Task directions: Where the string "core" shows up in a line of the records, copy that line.

(Collected data entries)
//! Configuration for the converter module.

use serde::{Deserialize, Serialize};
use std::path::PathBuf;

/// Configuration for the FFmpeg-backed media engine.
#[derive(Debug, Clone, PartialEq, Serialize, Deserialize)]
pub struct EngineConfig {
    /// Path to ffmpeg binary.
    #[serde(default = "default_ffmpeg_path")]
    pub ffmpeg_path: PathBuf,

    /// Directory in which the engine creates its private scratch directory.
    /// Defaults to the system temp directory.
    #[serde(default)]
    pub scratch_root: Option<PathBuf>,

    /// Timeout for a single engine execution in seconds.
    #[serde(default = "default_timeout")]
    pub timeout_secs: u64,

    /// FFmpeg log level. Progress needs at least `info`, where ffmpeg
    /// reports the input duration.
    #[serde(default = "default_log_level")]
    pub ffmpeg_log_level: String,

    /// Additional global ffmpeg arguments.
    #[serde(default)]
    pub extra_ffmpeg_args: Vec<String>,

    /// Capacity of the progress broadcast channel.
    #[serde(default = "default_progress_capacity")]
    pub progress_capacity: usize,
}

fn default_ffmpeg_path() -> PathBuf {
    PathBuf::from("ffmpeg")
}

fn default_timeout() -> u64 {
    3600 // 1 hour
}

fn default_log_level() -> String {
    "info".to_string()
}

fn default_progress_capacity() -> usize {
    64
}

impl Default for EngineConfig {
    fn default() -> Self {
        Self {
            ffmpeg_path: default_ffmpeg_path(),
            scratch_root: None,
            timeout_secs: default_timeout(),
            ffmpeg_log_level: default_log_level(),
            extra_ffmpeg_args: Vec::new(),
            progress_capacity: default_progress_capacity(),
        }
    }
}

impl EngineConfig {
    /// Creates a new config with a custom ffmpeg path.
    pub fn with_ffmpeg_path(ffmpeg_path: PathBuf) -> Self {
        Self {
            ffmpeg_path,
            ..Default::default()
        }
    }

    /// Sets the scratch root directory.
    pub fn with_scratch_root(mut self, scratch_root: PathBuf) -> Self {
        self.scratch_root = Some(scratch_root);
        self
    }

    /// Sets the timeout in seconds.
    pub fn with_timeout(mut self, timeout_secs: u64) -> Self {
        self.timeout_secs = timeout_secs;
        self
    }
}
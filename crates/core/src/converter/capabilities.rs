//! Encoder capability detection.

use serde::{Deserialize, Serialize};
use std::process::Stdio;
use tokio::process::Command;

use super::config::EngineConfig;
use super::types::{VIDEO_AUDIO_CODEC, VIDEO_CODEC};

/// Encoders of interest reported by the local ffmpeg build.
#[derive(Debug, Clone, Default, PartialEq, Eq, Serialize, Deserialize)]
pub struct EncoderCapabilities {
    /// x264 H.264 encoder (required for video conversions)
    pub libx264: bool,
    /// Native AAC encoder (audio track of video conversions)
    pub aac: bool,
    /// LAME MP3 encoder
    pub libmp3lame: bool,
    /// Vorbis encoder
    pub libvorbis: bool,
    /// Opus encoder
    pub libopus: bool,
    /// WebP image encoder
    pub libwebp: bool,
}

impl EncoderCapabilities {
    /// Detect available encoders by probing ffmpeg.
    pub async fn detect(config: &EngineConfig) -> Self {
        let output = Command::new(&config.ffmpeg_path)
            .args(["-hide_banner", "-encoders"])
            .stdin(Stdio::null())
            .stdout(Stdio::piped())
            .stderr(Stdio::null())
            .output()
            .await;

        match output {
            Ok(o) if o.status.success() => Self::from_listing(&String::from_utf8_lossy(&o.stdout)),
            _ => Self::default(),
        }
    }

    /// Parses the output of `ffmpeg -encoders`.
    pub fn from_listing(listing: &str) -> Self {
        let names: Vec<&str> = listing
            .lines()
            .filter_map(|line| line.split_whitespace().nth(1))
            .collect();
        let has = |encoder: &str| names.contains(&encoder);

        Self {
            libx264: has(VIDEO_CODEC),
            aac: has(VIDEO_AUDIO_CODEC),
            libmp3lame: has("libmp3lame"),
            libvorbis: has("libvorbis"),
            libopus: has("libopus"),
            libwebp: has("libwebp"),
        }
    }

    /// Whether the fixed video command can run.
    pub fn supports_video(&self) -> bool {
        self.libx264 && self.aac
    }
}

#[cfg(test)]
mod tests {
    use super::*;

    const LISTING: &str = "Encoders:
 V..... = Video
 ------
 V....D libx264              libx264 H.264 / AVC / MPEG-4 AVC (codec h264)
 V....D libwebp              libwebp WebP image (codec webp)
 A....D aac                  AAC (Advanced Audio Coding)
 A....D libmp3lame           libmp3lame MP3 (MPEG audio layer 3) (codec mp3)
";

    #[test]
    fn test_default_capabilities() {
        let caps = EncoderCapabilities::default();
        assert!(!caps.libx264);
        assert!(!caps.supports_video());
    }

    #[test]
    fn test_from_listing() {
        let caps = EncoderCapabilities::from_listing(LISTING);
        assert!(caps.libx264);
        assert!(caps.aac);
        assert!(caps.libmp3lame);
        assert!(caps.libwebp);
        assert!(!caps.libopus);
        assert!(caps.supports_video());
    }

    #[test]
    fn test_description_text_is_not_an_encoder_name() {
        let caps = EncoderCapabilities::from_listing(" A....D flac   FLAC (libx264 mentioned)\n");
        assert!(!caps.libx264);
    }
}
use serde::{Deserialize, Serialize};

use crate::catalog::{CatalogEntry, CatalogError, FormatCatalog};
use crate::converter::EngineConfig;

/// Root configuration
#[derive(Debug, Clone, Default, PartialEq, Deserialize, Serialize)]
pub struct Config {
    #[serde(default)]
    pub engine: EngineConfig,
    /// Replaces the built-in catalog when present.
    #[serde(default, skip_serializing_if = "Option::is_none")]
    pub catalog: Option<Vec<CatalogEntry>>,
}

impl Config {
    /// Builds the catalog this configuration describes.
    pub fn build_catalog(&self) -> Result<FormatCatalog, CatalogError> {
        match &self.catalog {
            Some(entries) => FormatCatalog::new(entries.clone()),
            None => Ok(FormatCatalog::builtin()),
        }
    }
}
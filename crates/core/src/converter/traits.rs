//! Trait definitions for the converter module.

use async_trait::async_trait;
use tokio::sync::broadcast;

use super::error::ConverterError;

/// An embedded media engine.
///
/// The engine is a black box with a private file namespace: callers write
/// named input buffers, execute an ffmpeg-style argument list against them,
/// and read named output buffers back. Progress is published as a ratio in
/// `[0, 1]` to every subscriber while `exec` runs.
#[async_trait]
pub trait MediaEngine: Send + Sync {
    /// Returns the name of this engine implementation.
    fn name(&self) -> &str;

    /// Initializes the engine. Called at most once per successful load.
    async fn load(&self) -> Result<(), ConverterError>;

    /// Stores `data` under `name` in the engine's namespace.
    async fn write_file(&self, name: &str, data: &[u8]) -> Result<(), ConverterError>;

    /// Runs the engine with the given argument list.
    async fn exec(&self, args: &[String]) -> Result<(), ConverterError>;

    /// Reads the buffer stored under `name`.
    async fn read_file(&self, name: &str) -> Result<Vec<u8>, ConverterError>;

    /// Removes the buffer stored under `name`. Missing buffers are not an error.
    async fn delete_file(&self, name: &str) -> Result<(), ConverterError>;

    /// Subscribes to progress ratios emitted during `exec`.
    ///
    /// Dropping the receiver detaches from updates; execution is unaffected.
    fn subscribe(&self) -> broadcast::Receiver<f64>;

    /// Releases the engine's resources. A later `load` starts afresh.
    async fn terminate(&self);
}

Solution for this problem:
filename crates/core/src/converter/capabilities.rs
filename crates/core/src/converter/traits.rs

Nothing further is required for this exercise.